(Stored data entries)
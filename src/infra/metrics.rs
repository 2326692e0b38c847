// ============================================================
// Layer 6 — Metrics Logger
// ============================================================
// Records the training loss to a CSV file after each epoch.
//
// Metrics recorded per epoch:
//   - epoch:      zero-based epoch index
//   - loss:       full-batch MSE on the training sequence
//   - perplexity: exp(loss), the value plotted in
//                 train_perplexity.svg
//
// Output file: <results_dir>/metrics.csv
//
// Example CSV output:
//   epoch,loss,perplexity
//   0,0.142310,1.152930
//   1,0.120544,1.128110
//   ...
//
// The file is recreated at the start of every run so it always
// matches the plots next to it.

use anyhow::{Context, Result};
use std::{
    fs::{self, OpenOptions},
    io::Write,
    path::{Path, PathBuf},
};
use serde::{Deserialize, Serialize};

/// One row of metrics data for a single training epoch
#[derive(Debug, Clone, Copy, PartialEq, Serialize, Deserialize)]
pub struct EpochMetrics {
    pub epoch:      usize,
    pub loss:       f64,
    pub perplexity: f64,
}

impl EpochMetrics {
    pub fn from_loss(epoch: usize, loss: f64) -> Self {
        Self { epoch, loss, perplexity: loss.exp() }
    }
}

/// Appends epoch metrics to `metrics.csv`.
pub struct MetricsLogger {
    csv_path: PathBuf,
}

impl MetricsLogger {
    /// Create `dir` if needed and start a fresh CSV with its header.
    pub fn new(dir: impl AsRef<Path>) -> Result<Self> {
        let dir = dir.as_ref();
        fs::create_dir_all(dir)
            .with_context(|| format!("Cannot create results directory '{}'", dir.display()))?;

        let csv_path = dir.join("metrics.csv");
        let mut f = fs::File::create(&csv_path)
            .with_context(|| format!("Cannot create '{}'", csv_path.display()))?;
        writeln!(f, "epoch,loss,perplexity")?;
        tracing::debug!("Created metrics CSV: '{}'", csv_path.display());

        Ok(Self { csv_path })
    }

    /// Append one epoch's metrics as a new row in the CSV.
    pub fn log(&self, m: &EpochMetrics) -> Result<()> {
        let mut f = OpenOptions::new()
            .append(true)
            .open(&self.csv_path)
            .with_context(|| format!("Cannot open '{}'", self.csv_path.display()))?;

        writeln!(f, "{},{:.6},{:.6}", m.epoch, m.loss, m.perplexity)?;
        Ok(())
    }

    pub fn csv_path(&self) -> &Path {
        &self.csv_path
    }
}
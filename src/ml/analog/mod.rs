// ============================================================
// Layer 5 — Analog Tile Simulation
// ============================================================
// A small simulator for weights stored as conductances on an
// analog crossbar:
//
//   config.rs  — tile non-idealities and the PCM noise model
//                parameters (serde, validated)
//   context.rs — the seeded NoiseSource and the AnalogContext
//                carrying phase (training / inference)
//   pcm.rs     — programming noise, power-law drift and read
//                noise on conductance tensors
//   linear.rs  — AnalogLinear, the one primitive everything
//                else (embedding, recurrent cells, decoder) is
//                built from, and the AnalogInference trait
//
// During training a tile perturbs its weights on every forward
// pass; gradients still flow to the clean weights. For
// inference the weights are programmed once and then drifted
// to a given elapsed time.

pub mod config;
pub mod context;
pub mod linear;
pub mod pcm;

pub use config::{AnalogTileConfig, PcmNoiseModel};
pub use context::{AnalogContext, NoiseSource, Phase};
pub use linear::{AnalogInference, AnalogLinear, AnalogLinearConfig, ProgrammedTile};
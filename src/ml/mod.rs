// ============================================================
// Layer 5 — ML / Model Layer (Burn)
// ============================================================
// All Burn framework specific code lives here and in data/batcher.
// The domain and infra layers only see SequenceArrays.
//
// What's in this layer:
//
//   analog/      — simulated analog crossbar tiles: noise source,
//                  tile config, PCM drift model, AnalogLinear
//
//   recurrent.rs — vanilla / LSTM / GRU cells built from analog
//                  projections, stacked and optionally
//                  bidirectional
//
//   model.rs     — the network factory: optional embedding,
//                  recurrent layer, decoder, dropout
//
//   optim.rs     — SGD with tile weight clipping after each step
//
//   trainer.rs   — full-batch training loop, one step per epoch
//
//   evaluator.rs — baseline evaluation and the drift sweep
//
//   backend.rs   — backend type aliases (ndarray or wgpu)
//
// Reference: Burn Book §3 (Building Blocks)
//            Burn Book §5 (Training)

/// Analog tile simulation
pub mod analog;

/// Backend and device selection
pub mod backend;

/// Inference-mode evaluation and conductance drift sweep
pub mod evaluator;

/// Four-topology analog RNN network
pub mod model;

/// SGD wrapper that clips tile weights
pub mod optim;

/// Analog recurrent cells and layers
pub mod recurrent;

/// Training loop
pub mod trainer;
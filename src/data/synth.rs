// ============================================================
// Layer 4 — Synthetic Sequence Dataset
// ============================================================
// Builds the next-step prediction dataset from one periodic
// signal:
//
//   y(x) = sin(x) * cos(x / 2) + 0.5,   x in [0, 8π], L points
//
//   input  = y[0 .. L-1]
//   target = y[1 .. L]        (one step ahead)
//
// A batch of B examples is made by rolling both slices by
// 100 * i samples for element i. Every element is the same
// waveform at a different phase, which gives the recurrent
// layer correlated but distinct examples without a real
// dataset.
//
// Output layout is [time, batch, 1].

use std::f64::consts::PI;

use rand::Rng;

use crate::domain::error::{ExperimentError, Result};
use crate::domain::sequence::{SequenceArray, SequenceSample};

/// Samples by which consecutive batch elements are phase shifted
pub const SHIFT_PER_ELEMENT: usize = 100;

/// Width of the sampled x range
const X_SPAN: f64 = 8.0 * PI;

/// Builder for the phase-shifted sine/cosine dataset.
#[derive(Debug, Clone)]
pub struct SequenceDatasetBuilder {
    seq_len:    usize,
    batch_size: usize,
    noise:      f64,
}

impl SequenceDatasetBuilder {
    pub fn new(seq_len: usize, batch_size: usize) -> Self {
        Self { seq_len, batch_size, noise: 0.0 }
    }

    /// Magnitude of the uniform `[0, noise)` perturbation added to
    /// every input and target value.
    pub fn with_noise(mut self, noise: f64) -> Self {
        self.noise = noise;
        self
    }

    /// Check the configuration without building anything.
    pub fn validate(&self) -> Result<()> {
        if self.seq_len <= 1 {
            return Err(ExperimentError::InvalidSequenceLength { seq_len: self.seq_len });
        }
        if self.batch_size == 0 {
            return Err(ExperimentError::InvalidBatchSize { batch_size: self.batch_size });
        }
        if !self.noise.is_finite() || self.noise < 0.0 {
            return Err(ExperimentError::invalid_config(format!(
                "noise must be a finite non-negative number, got {}",
                self.noise
            )));
        }
        Ok(())
    }

    /// The noise-free base signal sampled at `seq_len` points.
    fn base_signal(&self) -> Vec<f64> {
        let last = (self.seq_len - 1) as f64;
        (0..self.seq_len)
            .map(|k| {
                let x = X_SPAN * k as f64 / last;
                x.sin() * (0.5 * x).cos() + 0.5
            })
            .collect()
    }

    /// Build the (input, target) pair.
    ///
    /// Fails with `InvalidSequenceLength` when `seq_len <= 1` before
    /// any buffer is allocated.
    pub fn build<R: Rng + ?Sized>(&self, rng: &mut R) -> Result<SequenceSample> {
        self.validate()?;

        let signal = self.base_signal();
        let steps  = self.seq_len - 1;
        let input_1d  = &signal[..steps];
        let target_1d = &signal[1..];

        let shape = [steps, self.batch_size, 1];
        let mut input  = SequenceArray::zeros(shape);
        let mut target = SequenceArray::zeros(shape);

        for b in 0..self.batch_size {
            // roll by `shift`: out[j] = in[(j - shift) mod steps]
            let shift = (SHIFT_PER_ELEMENT * b) % steps;
            for t in 0..steps {
                let src = (t + steps - shift) % steps;
                input.set(t, b, 0, (input_1d[src] + self.perturbation(rng)) as f32);
                target.set(t, b, 0, (target_1d[src] + self.perturbation(rng)) as f32);
            }
        }

        tracing::debug!(
            "Built dataset: {} steps x {} batch elements (noise={})",
            steps, self.batch_size, self.noise
        );
        Ok(SequenceSample { input, target })
    }

    fn perturbation<R: Rng + ?Sized>(&self, rng: &mut R) -> f64 {
        if self.noise == 0.0 {
            0.0
        } else {
            self.noise * rng.gen::<f64>()
        }
    }
}
// ============================================================
// Layer 1 — CLI / Presentation Layer
// ============================================================
// Entry point for all user interaction, parsed with clap.
// All work is delegated to Layer 2 (application).
//
// Two commands are supported:
//   1. `run`     — train, evaluate, sweep drift, render charts
//   2. `dataset` — export the synthetic sequence as CSV

pub mod commands;

use anyhow::Result;
use clap::Parser;
use commands::{Commands, DatasetArgs, RunArgs};

use crate::application::{
    dataset_use_case::DatasetUseCase,
    experiment_use_case::ExperimentUseCase,
};

#[derive(Parser, Debug)]
#[command(
    name = "analog-rnn",
    version,
    about = "Hardware-aware training of an analog RNN with simulated conductance drift."
)]
pub struct Cli {
    #[command(subcommand)]
    pub command: Commands,
}

impl Cli {
    /// Dispatch to the matching use case.
    pub fn run(self) -> Result<()> {
        match self.command {
            Commands::Run(args)     => run_experiment(args),
            Commands::Dataset(args) => run_dataset(args),
        }
    }
}

fn run_experiment(args: RunArgs) -> Result<()> {
    let use_case = ExperimentUseCase::new(args.into());
    tracing::info!("Starting experiment, results in '{}'", use_case.config().results_dir.display());

    let run = use_case.execute()?;

    println!("Test Perplexity = {:.6}", run.report.baseline.perplexity());
    for path in &run.artifacts {
        println!("  wrote {}", path.display());
    }
    Ok(())
}

fn run_dataset(args: DatasetArgs) -> Result<()> {
    let out = args.out.clone();
    let sample = DatasetUseCase::new(args.into()).execute()?;
    println!("Dataset {:?} written to {}", sample.shape(), out.display());
    Ok(())
}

Task details:
When the line with "let x = X_SPAN" is reached in the data above, begin copying, and stop after the line with "for b in 0..self.batch_size"; copy each line exactly, both ends included.

Answer below:
                let x = X_SPAN * k as f64 / last;
                x.sin() * (0.5 * x).cos() + 0.5
            })
            .collect()
    }

    /// Build the (input, target) pair.
    ///
    /// Fails with `InvalidSequenceLength` when `seq_len <= 1` before
    /// any buffer is allocated.
    pub fn build<R: Rng + ?Sized>(&self, rng: &mut R) -> Result<SequenceSample> {
        self.validate()?;

        let signal = self.base_signal();
        let steps  = self.seq_len - 1;
        let input_1d  = &signal[..steps];
        let target_1d = &signal[1..];

        let shape = [steps, self.batch_size, 1];
        let mut input  = SequenceArray::zeros(shape);
        let mut target = SequenceArray::zeros(shape);

        for b in 0..self.batch_size {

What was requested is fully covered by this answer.